Podría pensar el lector que la reacción del cacique hubiera debido ser la de la consternación por lo sucedido y que eso es lo que cabía esperar cuando ejecutó al guerrero amante, y que por ello, y por el consuelo de la existencia de su hija, su reacción cuadraría más con la de la tristeza esperada y la de la lamentación serena. No fue así, porque el corazón de los hombres y mujeres de todas las culturas y geografías no está sujeto a códigos escritos y la razón es sólo un tenue filtro de las pasiones. El caso es que Guatavita, cuando se enteró del suicidio de su esposa, salió corriendo hacia la laguna que lleva su nombre y se tiró en su centro como para unirse al cuerpo de su esposa, a la que amaba a pesar de todo. Asombrados quedaron los pobladores incas que estaban en las orillas de la laguna, pero su asombro fue mayor cuando una serpiente salió de la laguna y devolvió el cuerpo vivo del cacique; y ahí no acabó la sorpresa -y fue causa de espanto para los incas que contemplaban la escena- cuando la serpiente le habló al cacique en estos términos: “Aún no ha llegado tu hora. Tienes una hija a la que atender: tiempo habrá para lo que ha de llegar”. Supo el cacique que la serpiente era su esposa y todo su valor desapareció por ello y por las últimas y enigmáticas palabras.

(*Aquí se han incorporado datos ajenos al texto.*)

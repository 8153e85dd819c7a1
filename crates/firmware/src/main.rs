//! MIDI Transport is [Embassy](https://embassy.dev)-based firmware which presents the [Nucleo-F767ZI development
//! board](https://www.st.com/en/evaluation-tools/nucleo-f767zi.html) to a USB host as a class-compliant MIDI device.
//!
//! All protocol work happens in [`midi_transport_lib`]; this binary brings up the clocks and the USB peripheral,
//! connects the driver's rings to the MIDI endpoints, and then exercises the driver: once initialized, it sends the
//! modulation wheel controller on channel 1 every 100 ms with a value ramping from 0 to 127, and polls for inbound
//! traffic on every pass through the main loop. Open any MIDI monitor on the host to watch it.
//!
//! The green LED (LD1) is lit while the driver is ready. If the driver cannot be initialized at all, the red LED
//! (LD3) blinks and the firmware goes no further.

#![no_std]
#![no_main]

#[macro_use]
mod log;
mod usb;

use crate::usb::{RX_QUEUE_LEN, TX_QUEUE_LEN};
use embassy_executor::Spawner;
use embassy_stm32::{
    Config,
    gpio::{Level, Output, Speed},
    time::Hertz,
};
use embassy_time::{Duration, Instant, Timer};
use embedded_hal::digital::OutputPin;
use midi_transport_lib::{
    CableNumber, DriverConfig, DriverState, Message, MidiHandler, MidiTransportDriver, error_code_to_string,
    port::{LinkStatus, MidiPort, PortQueues},
};
use static_cell::StaticCell;
use wmidi::ControlFunction;

#[cfg(feature = "defmt-rtt")]
use defmt_rtt as _;
#[cfg(not(feature = "panic-probe"))]
use panic_halt as _;
#[cfg(feature = "panic-probe")]
use panic_probe as _;

/// Channel 1, zero-indexed.
const MIDI_CHANNEL: u8 = 0;
const CC_NUMBER: ControlFunction = ControlFunction::MODULATION_WHEEL;
const SEND_INTERVAL: Duration = Duration::from_millis(100);
/// How long the main loop sleeps between calls to `update()`.
const POLL_INTERVAL: Duration = Duration::from_millis(1);

/// Bus state shared by the USB stack, the I/O task and the driver.
static LINK_STATUS: LinkStatus = LinkStatus::new();

static PORT_QUEUES: StaticCell<PortQueues<TX_QUEUE_LEN, RX_QUEUE_LEN>> = StaticCell::new();

#[embassy_executor::main]
async fn main(spawner: Spawner) {
    info!("Initializing MIDI Transport");

    let p = embassy_stm32::init(clock_config());

    let mut ready_led = Output::new(p.PB0, Level::Low, Speed::Low);
    let fault_led = Output::new(p.PB14, Level::Low, Speed::Low);

    let (usb, class) = usb::build(p.USB_OTG_FS, p.PA12, p.PA11, &LINK_STATUS);
    let (port, tx, rx) = PORT_QUEUES.init(PortQueues::new()).split(&LINK_STATUS);

    spawner.must_spawn(usb::usb_task(usb));
    spawner.must_spawn(usb::midi_io_task(class, tx, rx));

    let mut driver = MidiTransportDriver::with_handler(port, log_inbound, DriverConfig::default());
    if let Err(_code) = driver.init() {
        error!("MIDI init failed: {}", error_code_to_string(_code));
        halt(fault_led).await;
    }

    info!(
        "MIDI initialized; sending CC {} on channel {} every {} ms",
        u8::from(CC_NUMBER.0),
        MIDI_CHANNEL + 1,
        SEND_INTERVAL.as_millis()
    );

    let mut value: u8 = 0;
    let mut last_send = Instant::now();
    loop {
        if last_send.elapsed() >= SEND_INTERVAL {
            last_send = Instant::now();
            send_value(&mut driver, value);
            value = (value + 1) % 128;
        }

        driver.update();
        ready_led.set_level(Level::from(driver.is_ready()));
        Timer::after(POLL_INTERVAL).await;
    }
}

/// Sends one step of the controller ramp, starting a new session if the last one ended in a fault.
fn send_value<P: MidiPort, H: MidiHandler>(driver: &mut MidiTransportDriver<P, H>, value: u8) {
    match driver.send_cc(MIDI_CHANNEL, u8::from(CC_NUMBER.0), value) {
        Ok(()) => {
            debug!("CC {} = {}", u8::from(CC_NUMBER.0), value);
        }
        Err(code) if code.is_retryable() => {
            debug!("CC {} = {} skipped: {}", u8::from(CC_NUMBER.0), value, code.as_str());
        }
        Err(_code) => {
            warn!("CC {} = {} failed: {}", u8::from(CC_NUMBER.0), value, error_code_to_string(_code));
            if driver.state() == DriverState::Faulted {
                if let Err(_code) = driver.init() {
                    warn!("MIDI re-init failed: {}", error_code_to_string(_code));
                }
            }
        }
    }
}

/// Inbound traffic is only logged.
fn log_inbound(_cable: CableNumber, _message: Message<'_>) {
    debug!("Received {} on cable {}", _message, _cable.get());
}

/// Blinks the fault LED forever.
async fn halt(mut led: impl OutputPin) -> ! {
    loop {
        // the pins are infallible
        let _ = led.set_high();
        Timer::after_millis(250).await;
        let _ = led.set_low();
        Timer::after_millis(750).await;
    }
}

fn clock_config() -> Config {
    use embassy_stm32::rcc::*;

    let mut config = embassy_stm32::Config::default();
    // hse: high-speed external clock, supplied by the ST-LINK's MCO
    config.rcc.hse = Some(Hse {
        freq: Hertz(8_000_000),
        mode: HseMode::Bypass,
    });

    config.rcc.pll_src = PllSource::HSE;
    config.rcc.pll = Some(Pll {
        prediv: PllPreDiv::DIV4,
        mul: PllMul::MUL216,
        divp: Some(PllPDiv::DIV2), // 8mhz / 4 * 216 / 2 = 216Mhz
        // USB OTG FS needs exactly 48MHz, which on this part can only come from PLLQ or PLLSAI (RM0410, 5.2)
        divq: Some(PllQDiv::DIV9), // 8mhz / 4 * 216 / 9 = 48Mhz
        divr: None,
    });
    config.rcc.ahb_pre = AHBPrescaler::DIV1;
    config.rcc.apb1_pre = APBPrescaler::DIV4;
    config.rcc.apb2_pre = APBPrescaler::DIV2;
    config.rcc.sys = Sysclk::PLL1_P;
    config.rcc.mux.clk48sel = mux::Clk48sel::PLL1_Q;
    config
}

Pero el tiempo pasa y atenúa las primeras impresiones, y de tal manera que el cacique convirtió en un día de fiesta los hechos de la laguna. Pasaron algunos años y en todo ellos, en la misma fecha, los incas -mujeres y hombres- se ataviaban con los mejores adornos, máscaras y vestidos; se dirigían como en procesión a la laguna cantando, tocando y silbando sus instrumentos de música y bebiendo la chicha –el alcohol del maíz-; los guerreros, además, portaban sus arcos, flechas y lanzas. Y a los pocos años, lo que fue un terrible suceso se convirtió en motivo de celebración, en una disculpa para la alegría. Todo el mundo parecía feliz, incluso en ese día. Bueno, todo el mundo… menos quien puede imaginar el lector, porque el tiempo sólo convierte los irrefrenables deseos de justicia en razones para… la venganza.

El caso es que la bella Tenquedama -que ese era su nombre-, la hija de Guajira, siguiendo los consejos de su madre, buscó un fuerte y decidido guerrero que era descendiente de los hurin, enemiga de la otra dinastía llamada de los hanan, de la que descendía a su vez el cacique Guatavita. Se casó con él y, en el mismo día de la boda, le dijo: “Ahora que sois mi esposo quiero que cumpláis el deseo que tuve desde que corría entre los bosques y contemplaba coronar el cóndor las nevadas montañas. Quiero que vos seáis el cóndor que corona nuestro pueblo: quiero ser la esposa de un rey. Se lo prometí a mi madre el día que desapareció en la laguna. Acabad con el reinado de mi padre, pero no le matéis. Vos sois un guerrero y un noble, descendiente de una dinastía que merece coronar su nobleza con ese título”. Y eso hizo el noble guerrero, de nombre Pacarectambo, porque el pueblo estaba harto de los excesos del cacique, a pesar de que este nunca se atrevió a tocar la tierra que correspondía a los agricultores, sin embargo cada vez era más exigente con sus hijos, que debían trabajar en las tierras de sacerdotes y del estado. El lector debe saber que el estado inca fue el primer estado socialista conocido y que nadie, ni viejos, viudas y niños, quedaban desamparados cuando no podían valerse por sí mismos para cultivar la tierra, ejercer el comercio, dedicarse al culto o ser funcionario del estado. Pero volvamos a la leyenda, porque ocurrió que el esposo de Tequendama -la hija de la bella Guajira- propició un golpe de estado, se hizo con el poder y desterró al viejo cacique sin tocarle un pelo, tal y como había prometido a su esposa. Una digresión: ni siquiera un estado socialista está libre de los abusos de poder y de golpes de estado. Volvamos. El destituido rey se fue a la laguna y allí se lamentaba en estos términos: “Cumplí como un guerrero, goberné con la cabeza, pero mi corazón ha sido estéril y ahora siento un vacío que el recuerdo no puede llenar. Obré de acuerdo con las leyes, pero ahora tengo dudas si eso sirvió para obrar también con justicia; de no haberlo hecho sólo soy un criminal arropado en las tradiciones”. Y cuenta la leyenda que la serpiente salió de la laguna y se comió a Guatavita, pero que su digestión duró 1000 años, que fue el tiempo que tardó en morir: durante ese milenio siempre tuvo la sensación de estar enterrado vivo. De esta manera vivieron los tres en un solo cuerpo: el corazón del amante, la serpiente-esposa y el esposo.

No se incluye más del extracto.